Yup, no one wants to be Fredo! The weakest Corleone brother got the ladies but ended up dead, and that’s pretty much what happened to Juice in Sons (the guy barely got to enjoy his prison pie after being raped by Marilyn Manson’s Aryan Brotherhood character, who killed him at the behest of a disgusted Jax). To make such a straight-up callback to Sons between EZ and Miguel is a gutsy move before all character dynamics are established, and at this point, we don’t know what Emily truly wants from her ex-boyfriend, nor does she seem to know.

Miguel’s not the only one sending EZ warnings about Emily. He’s getting it from all ends with Angel saying that EZ’s obsession jeopardizes the club and Felipe cautioning, “She’s not the same girl you knew eight years ago.” But is she? Emily pays a visit to EZ toward the end of the episode. She falls into his arms and cries about not knowing her own identity, and they nearly kiss, but Angel interrupts them, so Emily goes home …. and you know what that means … someone is getting lucky, and it’s not really EZ (who has to make his own luck).


Yup, Emily gets down with Miguel in a roundabout way. It’s angry sex, which shakes up how we view Emily, who (until now) has behaved like a ceramic doll. Yes, some of that perception comes down to her porcelain skin, but it’s got a lot to do with how she’s been written for the first episodes (as a Mafia-esque wife). Yet she’s been letting herself see what’s truly happening inside her family, and the resulting picture may have been slow in coming but tells us a lot about the Emily In Process. Clearly, a woman doesn’t marry a cartel head unless she’s also a little bit dangerous, and yep, this sex scene (her skin’s already scraped and bruised to hell after the festival ruckus) seals that deal.

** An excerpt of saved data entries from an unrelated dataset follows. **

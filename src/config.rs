//! Configuration management for the admin bootstrap.
//!
//! Configuration can be set via environment variables:
//! - `SECRET_STORE_ADDR` - Optional. Secret store address. Unset disables secret resolution.
//!   `VAULT_ADDR` is accepted as a fallback.
//! - `SECRET_STORE_TOKEN` - Optional. Bootstrap token. Defaults to `root` (dev-mode token).
//!   `VAULT_DEV_ROOT_TOKEN_ID` is accepted as a fallback.
//! - `SECRET_STORE_MOUNT` - Optional. KV v2 mount point. Defaults to `secret`.
//! - `SECRET_STORE_PATH` - Optional. Logical secret path. Defaults to `infin8`.
//! - `ADMIN_DEFAULT_USERNAME` - Optional. Defaults to `admin`.
//! - `ADMIN_DEFAULT_PASSWORD` - Optional. Defaults to `admin123`.
//! - `ADMIN_DEFAULT_EMAIL` - Optional. Defaults to `admin@example.com`.
//! - `ADMIN_PROFILE_FIELDS` - Optional. Extra fields for the first creation attempt,
//!   as comma-separated `name=value` pairs. Defaults to `phone_number=1234567890`.
//!   An empty value disables the rich attempt.
//! - `ACCOUNTS_DB_PATH` - Optional. SQLite account database. Defaults to `./data/accounts.db`.
//! - `ACCOUNTS_PROFILE_COLUMNS` - Optional. Comma-separated extra columns for the accounts table.
//! - `BOOTSTRAP_TIMEOUT_SECS` - Optional. Timeout for each remote call. Defaults to `5`.

use std::path::PathBuf;
use std::time::Duration;
use thiserror::Error;

pub const DEFAULT_ADMIN_USERNAME: &str = "admin";
pub const DEFAULT_ADMIN_PASSWORD: &str = "admin123";
pub const DEFAULT_ADMIN_EMAIL: &str = "admin@example.com";

/// Token recognized by a dev-mode secret store when none is configured.
pub const DEFAULT_SECRET_STORE_TOKEN: &str = "root";
pub const DEFAULT_SECRET_MOUNT: &str = "secret";
pub const DEFAULT_SECRET_PATH: &str = "infin8";

/// Placeholder phone number some account schemas require.
pub const DEFAULT_PHONE_NUMBER: &str = "1234567890";

pub const DEFAULT_ACCOUNTS_DB_PATH: &str = "./data/accounts.db";
pub const DEFAULT_CALL_TIMEOUT_SECS: u64 = 5;

#[derive(Debug, Error)]
pub enum ConfigError {
    #[error("Invalid value for {0}: {1}")]
    InvalidValue(String, String),
}

/// Secret store connection settings.
#[derive(Clone)]
pub struct SecretStoreConfig {
    /// Secret store address (None disables secret resolution)
    pub address: Option<String>,

    /// Bootstrap token
    pub token: String,

    /// KV v2 mount point
    pub mount: String,

    /// Logical path of the admin secret
    pub path: String,
}

impl Default for SecretStoreConfig {
    fn default() -> Self {
        Self {
            address: None,
            token: DEFAULT_SECRET_STORE_TOKEN.to_string(),
            mount: DEFAULT_SECRET_MOUNT.to_string(),
            path: DEFAULT_SECRET_PATH.to_string(),
        }
    }
}

impl SecretStoreConfig {
    /// Check if secret resolution is enabled (address configured)
    pub fn is_enabled(&self) -> bool {
        self.address.is_some()
    }
}

impl std::fmt::Debug for SecretStoreConfig {
    fn fmt(&self, f: &mut std::fmt::Formatter<'_>) -> std::fmt::Result {
        f.debug_struct("SecretStoreConfig")
            .field("address", &self.address)
            .field("token", &"<redacted>")
            .field("mount", &self.mount)
            .field("path", &self.path)
            .finish()
    }
}

/// Credentials used when the secret store supplies nothing.
#[derive(Clone)]
pub struct AdminDefaults {
    pub username: String,
    pub password: String,
    pub email: String,

    /// Extra fields sent on the rich creation attempt
    pub profile_fields: Vec<(String, String)>,
}

impl Default for AdminDefaults {
    fn default() -> Self {
        Self {
            username: DEFAULT_ADMIN_USERNAME.to_string(),
            password: DEFAULT_ADMIN_PASSWORD.to_string(),
            email: DEFAULT_ADMIN_EMAIL.to_string(),
            profile_fields: vec![(
                "phone_number".to_string(),
                DEFAULT_PHONE_NUMBER.to_string(),
            )],
        }
    }
}

impl std::fmt::Debug for AdminDefaults {
    fn fmt(&self, f: &mut std::fmt::Formatter<'_>) -> std::fmt::Result {
        f.debug_struct("AdminDefaults")
            .field("username", &self.username)
            .field("password", &"<redacted>")
            .field("email", &self.email)
            .field("profile_fields", &self.profile_fields)
            .finish()
    }
}

/// Bootstrap configuration.
#[derive(Debug, Clone)]
pub struct Config {
    /// Secret store settings
    pub secret_store: SecretStoreConfig,

    /// Default admin credentials and profile fields
    pub admin: AdminDefaults,

    /// Path to the SQLite account database
    pub accounts_db_path: PathBuf,

    /// Optional columns the accounts table should carry
    pub accounts_profile_columns: Vec<String>,

    /// Timeout applied to each secret store and account store call
    pub call_timeout: Duration,
}

impl Default for Config {
    fn default() -> Self {
        Self {
            secret_store: SecretStoreConfig::default(),
            admin: AdminDefaults::default(),
            accounts_db_path: PathBuf::from(DEFAULT_ACCOUNTS_DB_PATH),
            accounts_profile_columns: Vec::new(),
            call_timeout: Duration::from_secs(DEFAULT_CALL_TIMEOUT_SECS),
        }
    }
}

impl Config {
    /// Load configuration from environment variables.
    ///
    /// # Errors
    ///
    /// Returns `ConfigError::InvalidValue` if a numeric or list variable cannot be parsed.
    pub fn from_env() -> Result<Self, ConfigError> {
        Self::from_lookup(|key| std::env::var(key).ok())
    }

    /// Load configuration from an arbitrary variable lookup (useful for testing).
    pub fn from_lookup<F>(lookup: F) -> Result<Self, ConfigError>
    where
        F: Fn(&str) -> Option<String>,
    {
        let non_empty = |key: &str| lookup(key).filter(|v| !v.trim().is_empty());

        let secret_store = SecretStoreConfig {
            address: non_empty("SECRET_STORE_ADDR").or_else(|| non_empty("VAULT_ADDR")),
            token: non_empty("SECRET_STORE_TOKEN")
                .or_else(|| non_empty("VAULT_DEV_ROOT_TOKEN_ID"))
                .unwrap_or_else(|| DEFAULT_SECRET_STORE_TOKEN.to_string()),
            mount: non_empty("SECRET_STORE_MOUNT")
                .unwrap_or_else(|| DEFAULT_SECRET_MOUNT.to_string()),
            path: non_empty("SECRET_STORE_PATH").unwrap_or_else(|| DEFAULT_SECRET_PATH.to_string()),
        };

        // Unset keeps the placeholder phone field; an explicit empty value disables it.
        let profile_fields = match lookup("ADMIN_PROFILE_FIELDS") {
            Some(raw) => parse_profile_fields(&raw)?,
            None => AdminDefaults::default().profile_fields,
        };

        let admin = AdminDefaults {
            username: non_empty("ADMIN_DEFAULT_USERNAME")
                .unwrap_or_else(|| DEFAULT_ADMIN_USERNAME.to_string()),
            password: non_empty("ADMIN_DEFAULT_PASSWORD")
                .unwrap_or_else(|| DEFAULT_ADMIN_PASSWORD.to_string()),
            email: non_empty("ADMIN_DEFAULT_EMAIL")
                .unwrap_or_else(|| DEFAULT_ADMIN_EMAIL.to_string()),
            profile_fields,
        };

        let accounts_db_path = non_empty("ACCOUNTS_DB_PATH")
            .map(PathBuf::from)
            .unwrap_or_else(|| PathBuf::from(DEFAULT_ACCOUNTS_DB_PATH));

        let accounts_profile_columns = non_empty("ACCOUNTS_PROFILE_COLUMNS")
            .map(|raw| {
                raw.split(',')
                    .map(|c| c.trim().to_string())
                    .filter(|c| !c.is_empty())
                    .collect()
            })
            .unwrap_or_default();

        let call_timeout_secs: u64 = non_empty("BOOTSTRAP_TIMEOUT_SECS")
            .unwrap_or_else(|| DEFAULT_CALL_TIMEOUT_SECS.to_string())
            .trim()
            .parse()
            .map_err(|e| {
                ConfigError::InvalidValue("BOOTSTRAP_TIMEOUT_SECS".to_string(), format!("{}", e))
            })?;

        if call_timeout_secs == 0 {
            return Err(ConfigError::InvalidValue(
                "BOOTSTRAP_TIMEOUT_SECS".to_string(),
                "must be greater than zero".to_string(),
            ));
        }

        Ok(Self {
            secret_store,
            admin,
            accounts_db_path,
            accounts_profile_columns,
            call_timeout: Duration::from_secs(call_timeout_secs),
        })
    }

    /// Create a config pointing at the given secret store address (useful for testing).
    pub fn with_secret_store(address: Option<String>) -> Self {
        Self {
            secret_store: SecretStoreConfig {
                address,
                ..SecretStoreConfig::default()
            },
            ..Self::default()
        }
    }
}

/// Parse `name=value` pairs separated by commas.
fn parse_profile_fields(raw: &str) -> Result<Vec<(String, String)>, ConfigError> {
    let mut fields = Vec::new();
    for entry in raw.split(',').map(str::trim).filter(|e| !e.is_empty()) {
        let (name, value) = entry.split_once('=').ok_or_else(|| {
            ConfigError::InvalidValue(
                "ADMIN_PROFILE_FIELDS".to_string(),
                format!("expected name=value, got '{}'", entry),
            )
        })?;
        let name = name.trim();
        if name.is_empty() {
            return Err(ConfigError::InvalidValue(
                "ADMIN_PROFILE_FIELDS".to_string(),
                format!("empty field name in '{}'", entry),
            ));
        }
        fields.push((name.to_string(), value.trim().to_string()));
    }
    Ok(fields)
}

To put it mildly, what happens here between Miguel and Emily is melodramatic, and although the aggressive nature will likely disturb some viewers, it’s also reminiscent of Sons‘ Jax and Tara lovingly banging near a dead body or going at it in a bathroom while that porn star sorta walked in on them. And in the same twisted way, these new characters are grabbing an escape from their own unfathomably painful circumstances, so Emily and Miguel (bizarrely) humanize themselves with this hate-love display. In other words, they’re bad people but people nonetheless. He insults her for not keeping their son safe from the rebel kidnappers. She slaps him, and he cruelly laughs … and then there’s hair pulling, and lip locks, and spitting, and choking. And then they get down to some consensual business.

Hey, this marriage apparently isn’t as sterile as it appeared, and Emily appears to now be fully in league with joining Miguel’s bad self. Then came the second half of the sex montage with EZ grinding away on top of a woman before the camera pans over to a timer on the beside table. We see that he’s having sex with the same prostitute that we saw with a Mayans-friendly cop.


Clearly, EZ is hurting, and he doesn’t even realize that Emily and Miguel have adopted a united front, at least temporarily. Yet it’s oddly comforting to see that this series’ characters aren’t — to be blunt — celibate because people were probably starting to wonder what was up. Granted, spoiled Jax Teller was already in the position to fall into bed with groupies (while wearing his club jacket) almost as soon as Sons began, and Mayans M.C. had a lot of upfront business with which to contend. Still, this series needed some sex on top of all the drugs and violence. Will Emily again run to EZ in the near future? We’ll find out next week.

Mayans M.C. airs Tuesday nights at 10pm EST on FX.